**Assignment:**
Exact repetition, please: start with the line where "i value % 7" appears and stop after the final line of the records.

**Supplied material:**
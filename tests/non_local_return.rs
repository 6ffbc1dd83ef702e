//! Black-box scenario: a `return` nested inside an `ifTrue` block nested
//! inside a `whileTrue` loop unwinds all the way out to the enclosing
//! method, never running the statements after the loop.

#[test]
fn first_multiple_of_seven_up_to_self() -> anyhow::Result<()> {
    let source = concat!(
        "Number firstDivBy7 =\n",
        "    i = 1\n",
        "    i value <= self value whileTrue\n",
        "        i value % 7 == 0 ifTrue\n",
        "            return i\n",
        "        i value = i value + 1\n",
        "    return 0\n",
        "20 firstDivBy7 print\n",
    );

    let output = mylang::run_and_capture(source)?;
    assert_eq!(output, "7\n");
    Ok(())
}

**Solved exercise:**
        "        i value % 7 == 0 ifTrue\n",
        "            return i\n",
        "        i value = i value + 1\n",
        "    return 0\n",
        "20 firstDivBy7 print\n",
    );

    let output = mylang::run_and_capture(source)?;
    assert_eq!(output, "7\n");
    Ok(())
}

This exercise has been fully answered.